Selain itu, Muhammad Abduh pernah menjadi dosen di Al-Azhar, Dar Al-Ulum (kini Universitas Kairo) dan
perguruan bahasa Khedevi. Ia juga pernah menjadi Mufti Mesir dan menjabat sebagai hakim agung. Di
bidang jurnalistik, selain mengoperasikan majalah Al-Urwah at-Wutsqa , ia pernah menjadi pemimpin
redaksi koran Waqai Al-Mishriyyah, harian milik pemerintah yang mengupas persoalan-persoalan sosial,
politik, agama dan negara.

Ide Pembaruan

Menurut Muhammad Imarah dalam bukunya Al-A’mal Al-Kamilah li Al-Imam Muhammad Abduh, (Kairo), ide-
ide pembaruan teologis yang disebarkan oleh Syekh Muhammad Abduh, didasari oleh tiga hal, yaitu:
kebebasan manusia dalam memilih perbuatan, kepercayaan yang kuat terhadap sunah Allah, dan fungsi akal
yang sangat dominan dalam menggunakan kebebasan. Pandangan Abduh tentang perbuatan manusia bertolak
dari satu deduksi, bahwa manusia adalah mahluk yang bebas dalam memilih perbuatannya. Namun demikian,
kebebasan tersebut bukanlah kebebasan yang tanpa batas. Setidaknya ada dua ketentuan yang menurut
Abduh mendasari perbuatan manusia, yakni : (1) manusia melakukan perbuatan dengan daya dan
kemampuannya; (2) kekuasaan Allah adalah tempat kembali semua yang terjadi.
Muhammad Abduh memandang akal berperan penting dalam mencapai pengetahuan yang hakiki tentang
iman. Akal dalam sistem teologi Abduh bahkan memiliki kekuatan yang sangat tinggi. Berkat akal, orang
dapat mengetahui adanya Tuhan dan sifat-sifat-Nya, mengetahui adanya hidup di akhirat, mengetahui
kewajiban terhadap Tuhan, mengetahui kebaikan dan kejahatan, serta mengetahui kewajiban membuat
hukum-hukum.

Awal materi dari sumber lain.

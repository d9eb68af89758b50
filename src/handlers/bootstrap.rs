use axum::{Json, extract::State};
use serde::Deserialize;
use serde_json::{Value, json};

use super::AppJson;
use crate::AppState;
use crate::error::{AppError, AppResult};
use crate::pipeline::{self, BootstrapRequest};

#[derive(Debug, Default, Deserialize)]
pub struct BootstrapBody {
    #[serde(default)]
    pub locations: Option<Vec<String>>,
    #[serde(default)]
    pub state: Option<String>,
}

impl BootstrapBody {
    fn validate(self) -> AppResult<BootstrapRequest> {
        let locations: Vec<String> = self
            .locations
            .unwrap_or_default()
            .into_iter()
            .map(|l| l.trim().to_string())
            .filter(|l| !l.is_empty())
            .collect();
        let state = self.state.unwrap_or_default().trim().to_string();

        if locations.is_empty() || state.is_empty() {
            return Err(AppError::Validation("Missing required fields".into()));
        }

        Ok(BootstrapRequest { locations, state })
    }
}

pub async fn bootstrap_locations(
    State(state): State<AppState>,
    AppJson(body): AppJson<BootstrapBody>,
) -> AppResult<Json<Value>> {
    let request = body.validate()?;

    let sql = pipeline::bootstrap_locations(
        &state.llm_client,
        &state.config.sql_model,
        state.config.llm_max_tokens,
        &request,
    )
    .await?;

    Ok(Json(json!({
        "success": true,
        "sql": sql,
    })))
}
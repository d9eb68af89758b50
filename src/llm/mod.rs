pub mod anthropic;
pub mod client;
pub mod images;
pub mod openai;

pub use client::LlmClient;
pub use images::{ImageProvider, ImageRequest, ImageResponse};

#[derive(Debug, Clone)]
pub struct GenerateRequest {
    pub model: String,
    pub system: String,
    pub prompt: String,
    pub max_tokens: u32,
    pub operation: String,
}

#[derive(Debug, Clone)]
pub struct GenerateResponse {
    /// First text block of the completion.
    pub content: String,
    pub model: String,
    pub input_tokens: u32,
    pub output_tokens: u32,
    pub finish_reason: String,
    pub provider: String,
}

#[async_trait::async_trait]
pub trait Provider: Send + Sync {
    async fn generate(&self, req: &GenerateRequest) -> anyhow::Result<GenerateResponse>;
    fn name(&self) -> &str;
}
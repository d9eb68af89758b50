//! In-memory stand-ins for the external services, shared by unit tests.

use std::path::Path;
use std::sync::atomic::{AtomicUsize, Ordering};
use std::sync::{Arc, Mutex};

use serde_json::{Value, json};
use uuid::Uuid;

use crate::AppState;
use crate::assets::AssetStore;
use crate::config::Config;
use crate::graphql::{GraphqlClient, GraphqlRequest, GraphqlTransport};
use crate::llm::{
    GenerateRequest, GenerateResponse, ImageProvider, ImageRequest, ImageResponse, LlmClient,
    Provider,
};
use crate::models::{Location, StampRef, stamp_filename};
use crate::photos::{PhotoHit, PhotoSource};

pub fn test_config(dir: &Path) -> Config {
    Config {
        port: 0,
        environment: "test".to_string(),
        graphql_endpoint: "http://graphql.test/v1/graphql".to_string(),
        graphql_admin_secret: "secret".to_string(),
        llm_provider: "anthropic".to_string(),
        anthropic_api_key: None,
        openai_api_key: None,
        pixabay_api_key: None,
        sql_model: "sql-model".to_string(),
        prompt_model: "prompt-model".to_string(),
        image_model: "gpt-image-1".to_string(),
        image_quality: "high".to_string(),
        llm_max_tokens: 2048,
        stamps_dir: dir.join("stamps"),
        images_dir: dir.join("images"),
        asset_base_url: "https://assets.test".to_string(),
        reference_image_limit: 5,
        otel_service_name: "journeys-admin-test".to_string(),
        otel_exporter_endpoint: "http://localhost:4317".to_string(),
    }
}

pub struct TestServices {
    pub text: Arc<FakeTextProvider>,
    pub images: Arc<FakeImageProvider>,
    pub photos: Arc<FakePhotoSource>,
    pub backend: Arc<FakeBackend>,
}

impl TestServices {
    pub fn new() -> Self {
        Self {
            text: Arc::new(FakeTextProvider::replying("generated text")),
            images: Arc::new(FakeImageProvider::returning(Some("UE5HREFUQQ==".to_string()))),
            photos: Arc::new(FakePhotoSource::new(Vec::new())),
            backend: Arc::new(FakeBackend::seeded(&[])),
        }
    }

    pub fn state(&self, dir: &Path) -> AppState {
        let config = test_config(dir);
        AppState {
            assets: AssetStore::new(config.stamps_dir.clone(), config.images_dir.clone()),
            graphql: Arc::new(GraphqlClient::new(self.backend.clone())),
            llm_client: Arc::new(LlmClient::new(self.text.clone(), self.images.clone())),
            photos: self.photos.clone(),
            config,
        }
    }
}

/// Returns the same `data` for every request and counts round trips.
pub struct FakeTransport {
    response: Result<Value, String>,
    calls: AtomicUsize,
}

impl FakeTransport {
    pub fn with_data(data: Value) -> Self {
        Self {
            response: Ok(data),
            calls: AtomicUsize::new(0),
        }
    }

    pub fn failing(message: &str) -> Self {
        Self {
            response: Err(message.to_string()),
            calls: AtomicUsize::new(0),
        }
    }

    pub fn calls(&self) -> usize {
        self.calls.load(Ordering::SeqCst)
    }
}

#[async_trait::async_trait]
impl GraphqlTransport for FakeTransport {
    async fn execute(&self, _req: &GraphqlRequest) -> anyhow::Result<Value> {
        self.calls.fetch_add(1, Ordering::SeqCst);
        self.response.clone().map_err(|m| anyhow::anyhow!(m))
    }
}

/// A tiny location table that answers the documents in `graphql::documents`.
pub struct FakeBackend {
    rows: Mutex<Vec<Location>>,
    calls: AtomicUsize,
}

impl FakeBackend {
    pub fn seeded(names: &[&str]) -> Self {
        let rows = names
            .iter()
            .map(|name| {
                let mut location = Location::new(Uuid::new_v4(), *name);
                location.city = Some("San Francisco".to_string());
                location.state = Some("California".to_string());
                location.is_active = Some(true);
                location.stamp = Some(StampRef {
                    stamp_image: stamp_filename(name),
                });
                location
            })
            .collect();

        Self {
            rows: Mutex::new(rows),
            calls: AtomicUsize::new(0),
        }
    }

    pub fn calls(&self) -> usize {
        self.calls.load(Ordering::SeqCst)
    }

    fn update(&self, id: Uuid, apply: impl Fn(&mut Location)) -> Value {
        let mut rows = self.rows.lock().unwrap();
        let returning: Vec<Location> = rows
            .iter_mut()
            .filter(|l| l.id == id)
            .map(|l| {
                apply(l);
                l.clone()
            })
            .collect();
        json!({
            "update_locations": {
                "affected_rows": returning.len(),
                "returning": returning,
            }
        })
    }
}

fn uuid_var(vars: &Value, name: &str) -> anyhow::Result<Uuid> {
    let raw = vars
        .get(name)
        .and_then(Value::as_str)
        .ok_or_else(|| anyhow::anyhow!("missing variable {name}"))?;
    Ok(raw.parse()?)
}

#[async_trait::async_trait]
impl GraphqlTransport for FakeBackend {
    async fn execute(&self, req: &GraphqlRequest) -> anyhow::Result<Value> {
        self.calls.fetch_add(1, Ordering::SeqCst);
        let vars = &req.variables;

        if req.query.contains("update_locations") {
            let id = uuid_var(vars, "location")?;
            if let Some(radius) = vars.get("radius").and_then(Value::as_i64) {
                return Ok(self.update(id, |l| l.geofence_radius = Some(radius as i32)));
            }
            if let (Some(lat), Some(lng)) = (
                vars.get("latitude").and_then(Value::as_f64),
                vars.get("longitude").and_then(Value::as_f64),
            ) {
                return Ok(self.update(id, |l| {
                    l.latitude = Some(lat);
                    l.longitude = Some(lng);
                }));
            }
            return Ok(self.update(id, |l| l.is_active = Some(false)));
        }

        if req.query.contains("locations_by_pk") {
            let id = uuid_var(vars, "location")?;
            let rows = self.rows.lock().unwrap();
            let found = rows.iter().find(|l| l.id == id).cloned();
            return Ok(json!({ "locations_by_pk": found }));
        }

        let mut active: Vec<Location> = self
            .rows
            .lock()
            .unwrap()
            .iter()
            .filter(|l| l.is_active == Some(true))
            .cloned()
            .collect();
        active.sort_by(|a, b| a.name.cmp(&b.name));
        Ok(json!({ "locations": active }))
    }
}

pub struct FakeTextProvider {
    reply: Result<String, String>,
    requests: Mutex<Vec<GenerateRequest>>,
}

impl FakeTextProvider {
    pub fn replying(text: &str) -> Self {
        Self {
            reply: Ok(text.to_string()),
            requests: Mutex::new(Vec::new()),
        }
    }

    pub fn failing(message: &str) -> Self {
        Self {
            reply: Err(message.to_string()),
            requests: Mutex::new(Vec::new()),
        }
    }

    pub fn calls(&self) -> usize {
        self.requests.lock().unwrap().len()
    }

    pub fn requests(&self) -> Vec<GenerateRequest> {
        self.requests.lock().unwrap().clone()
    }
}

#[async_trait::async_trait]
impl Provider for FakeTextProvider {
    async fn generate(&self, req: &GenerateRequest) -> anyhow::Result<GenerateResponse> {
        self.requests.lock().unwrap().push(req.clone());
        let content = self.reply.clone().map_err(|m| anyhow::anyhow!(m))?;
        Ok(GenerateResponse {
            content,
            model: req.model.clone(),
            input_tokens: 10,
            output_tokens: 20,
            finish_reason: "end_turn".to_string(),
            provider: String::new(),
        })
    }

    fn name(&self) -> &str {
        "fake"
    }
}

pub struct FakeImageProvider {
    payload: Option<String>,
    requests: Mutex<Vec<ImageRequest>>,
}

impl FakeImageProvider {
    pub fn returning(payload: Option<String>) -> Self {
        Self {
            payload,
            requests: Mutex::new(Vec::new()),
        }
    }

    pub fn calls(&self) -> usize {
        self.requests.lock().unwrap().len()
    }

    pub fn requests(&self) -> Vec<ImageRequest> {
        self.requests.lock().unwrap().clone()
    }
}

#[async_trait::async_trait]
impl ImageProvider for FakeImageProvider {
    async fn generate_image(&self, req: &ImageRequest) -> anyhow::Result<ImageResponse> {
        self.requests.lock().unwrap().push(req.clone());
        Ok(ImageResponse {
            b64_json: self.payload.clone(),
        })
    }

    fn name(&self) -> &str {
        "fake"
    }
}

/// Serves the same hits for every search; a download returns the URL as bytes.
pub struct FakePhotoSource {
    hits: Result<Vec<PhotoHit>, String>,
    queries: Mutex<Vec<String>>,
    downloaded: Mutex<Vec<String>>,
}

impl FakePhotoSource {
    pub fn new(hits: Vec<PhotoHit>) -> Self {
        Self {
            hits: Ok(hits),
            queries: Mutex::new(Vec::new()),
            downloaded: Mutex::new(Vec::new()),
        }
    }

    pub fn failing(message: &str) -> Self {
        Self {
            hits: Err(message.to_string()),
            queries: Mutex::new(Vec::new()),
            downloaded: Mutex::new(Vec::new()),
        }
    }

    pub fn queries(&self) -> Vec<String> {
        self.queries.lock().unwrap().clone()
    }

    pub fn downloaded(&self) -> Vec<String> {
        self.downloaded.lock().unwrap().clone()
    }
}

#[async_trait::async_trait]
impl PhotoSource for FakePhotoSource {
    async fn search(&self, query: &str) -> anyhow::Result<Vec<PhotoHit>> {
        self.queries.lock().unwrap().push(query.to_string());
        self.hits.clone().map_err(|m| anyhow::anyhow!(m))
    }

    async fn download(&self, url: &str) -> anyhow::Result<Vec<u8>> {
        self.downloaded.lock().unwrap().push(url.to_string());
        Ok(url.as_bytes().to_vec())
    }
}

Namun demikian, menurutnya, akal masih membutuhkan wahyu sebagai petunjuk hidup
mereka. Sebab wahyu sesungguhnya memiliki dua fungsi utama, yakni menolong akal untuk mengetahui
secara rinci mengenai kehidupan akhirat, dan menguatkan akal agar mampu mendidik manusia untuk hidup
secara damai dalam lingkungan sosialnya.

Dalam bidang hukum, ada tiga prinsip utama pemikiran Abduh, yaitu : Al-Quran sebagai sumber syariat,
memerangi taklid, dan berpegang kuat pada akal dalam memahami ayat-ayat Al-Quran. Menurutnya, syariat
itu ada dua macam, yaitu; qath’i (pasti) dan zhanni (tidak pasti). Hukum syariat jenis pertama wajib bagi
setiap muslim mengetahui dan mengamalkan tanpa interpretasi, karena dia jelas tersebut dalam Al-Qur`an
dan Al-Hadits. Sedangkan hukum syariat jenis kedua datang dengan penetapan yang tidak pasti.

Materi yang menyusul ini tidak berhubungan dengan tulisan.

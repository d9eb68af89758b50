pub mod http;
pub mod init;
pub mod metrics;

pub use http::{HttpMakeSpan, HttpOnResponse};
pub use init::{TelemetryGuard, init_telemetry};
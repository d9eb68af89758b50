use serde::de::DeserializeOwned;
use serde_json::{Value, json};
use uuid::Uuid;

use super::GraphqlClient;
use super::documents::{
    ACTIVE_LOCATIONS, LOCATION_BY_ID, SET_COORDINATES, SET_GEOFENCE_RADIUS, SET_LOCATION_INACTIVE,
};
use crate::models::{Location, LocationMutationResult};

fn field<T: DeserializeOwned>(mut data: Value, name: &str) -> anyhow::Result<T> {
    let value = data
        .get_mut(name)
        .map(Value::take)
        .ok_or_else(|| anyhow::anyhow!("GraphQL response is missing `{name}`"))?;
    Ok(serde_json::from_value(value)?)
}

/// Active locations ordered by name.
pub async fn active_locations(client: &GraphqlClient) -> anyhow::Result<Vec<Location>> {
    let data = client.query(ACTIVE_LOCATIONS, json!({})).await?;
    field(data, "locations")
}

pub async fn location_by_id(client: &GraphqlClient, id: Uuid) -> anyhow::Result<Option<Location>> {
    let data = client
        .query(LOCATION_BY_ID, json!({ "location": id }))
        .await?;
    field(data, "locations_by_pk")
}

pub async fn set_inactive(client: &GraphqlClient, id: Uuid) -> anyhow::Result<LocationMutationResult> {
    let data = client
        .mutate(SET_LOCATION_INACTIVE, json!({ "location": id }))
        .await?;
    field(data, "update_locations")
}

pub async fn set_geofence_radius(
    client: &GraphqlClient,
    id: Uuid,
    radius: i32,
) -> anyhow::Result<LocationMutationResult> {
    let data = client
        .mutate(SET_GEOFENCE_RADIUS, json!({ "location": id, "radius": radius }))
        .await?;
    field(data, "update_locations")
}

pub async fn set_coordinates(
    client: &GraphqlClient,
    id: Uuid,
    latitude: f64,
    longitude: f64,
) -> anyhow::Result<LocationMutationResult> {
    let data = client
        .mutate(
            SET_COORDINATES,
            json!({ "location": id, "latitude": latitude, "longitude": longitude }),
        )
        .await?;
    field(data, "update_locations")
}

Jenis hukum yang tidak pasti inilah (zhanni) yang menurut Abduh menjadi lapangan ijtihad para mujtahid.
Dengan demikian, berbeda pendapat adalah sebuah kewajaran dan merupakan tabiat manusia. Keseragaman
berfikir dalam semua hal adalah sesuatu yang tidak mungkin diwujudkan. Bencana akan timbul ketika
pendapat-pendapat yang berbeda tersebut dijadikan tempat berhukum dengan ‘taklid buta’ tanpa berani
mengkritik dan mengajukan pendapat lain. Sikap terbaik yang harus diambil umat Islam dalam menghadapi
perbedaan pendapat adalah dengan kembali kepada sumber aslinya, yaitu Al-Qur`an dan As-Sunnah. Setiap
orang yang memiliki ilmu yang mumpuni maka dia wajib berijtihad, sedang bagi orang awam, bertanya kepada
orang yang ahli dalam agama adalah sebuah kewajiban.

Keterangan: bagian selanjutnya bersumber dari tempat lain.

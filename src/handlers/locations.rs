use axum::{
    Json,
    extract::{Path, State},
};
use opentelemetry::KeyValue;
use serde::Deserialize;
use uuid::Uuid;

use super::AppJson;
use crate::AppState;
use crate::error::{AppError, AppResult};
use crate::graphql::locations;
use crate::models::{Location, LocationMutationResult};
use crate::telemetry::metrics::LOCATIONS_UPDATED;

#[derive(Debug, Deserialize)]
pub struct GeofenceBody {
    pub radius: i32,
}

#[derive(Debug, Deserialize)]
pub struct CoordinatesBody {
    pub latitude: f64,
    pub longitude: f64,
}

pub(crate) fn parse_location_id(raw: &str) -> AppResult<Uuid> {
    raw.parse()
        .map_err(|_| AppError::NotFound(format!("Location {raw}")))
}

fn graphql_error(err: anyhow::Error) -> AppError {
    AppError::Graphql(err.to_string())
}

fn ensure_updated(id: Uuid, result: LocationMutationResult, kind: &'static str) -> AppResult<LocationMutationResult> {
    if result.returning.is_empty() {
        return Err(AppError::NotFound(format!("Location {id}")));
    }
    LOCATIONS_UPDATED.add(1, &[KeyValue::new("kind", kind)]);
    tracing::info!(location.id = %id, kind, "Location updated");
    Ok(result)
}

pub async fn list_active_locations(State(state): State<AppState>) -> AppResult<Json<Vec<Location>>> {
    let locations = locations::active_locations(&state.graphql)
        .await
        .map_err(graphql_error)?;

    Ok(Json(locations))
}

pub async fn deactivate_location(
    State(state): State<AppState>,
    Path(id): Path<String>,
) -> AppResult<Json<LocationMutationResult>> {
    let id = parse_location_id(&id)?;
    let result = locations::set_inactive(&state.graphql, id)
        .await
        .map_err(graphql_error)?;

    Ok(Json(ensure_updated(id, result, "deactivate")?))
}

pub async fn set_geofence_radius(
    State(state): State<AppState>,
    Path(id): Path<String>,
    AppJson(body): AppJson<GeofenceBody>,
) -> AppResult<Json<LocationMutationResult>> {
    let id = parse_location_id(&id)?;
    if !(1..=10_000).contains(&body.radius) {
        return Err(AppError::Validation(
            "radius must be between 1 and 10000 meters".into(),
        ));
    }

    let result = locations::set_geofence_radius(&state.graphql, id, body.radius)
        .await
        .map_err(graphql_error)?;

    Ok(Json(ensure_updated(id, result, "geofence_radius")?))
}

pub async fn set_coordinates(
    State(state): State<AppState>,
    Path(id): Path<String>,
    AppJson(body): AppJson<CoordinatesBody>,
) -> AppResult<Json<LocationMutationResult>> {
    let id = parse_location_id(&id)?;
    if !(-90.0..=90.0).contains(&body.latitude) || !(-180.0..=180.0).contains(&body.longitude) {
        return Err(AppError::Validation(
            "latitude must be within [-90, 90] and longitude within [-180, 180]".into(),
        ));
    }

    let result = locations::set_coordinates(&state.graphql, id, body.latitude, body.longitude)
        .await
        .map_err(graphql_error)?;

    Ok(Json(ensure_updated(id, result, "coordinates")?))
}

Abduh pernah menyarankan agar para ahli fiqih membentuk tim yang bekerja untuk mengadakan penelitian
tentang pendapat yang terkuat di antara pendapat-pendapat yang ada. Keputusan tim inilah yang kemudian
dijadikan pegangan umat Islam. Tim ahli fiqih tersebut, selain bertugas memfilter hasil ijtihad ulama
maupun madzhab masa lalu juga mengadakan reinterpretasi terhadapnya. Jadi menurut Abduh, bermazhab
berarti mencontoh metode ber-istinbath hukum.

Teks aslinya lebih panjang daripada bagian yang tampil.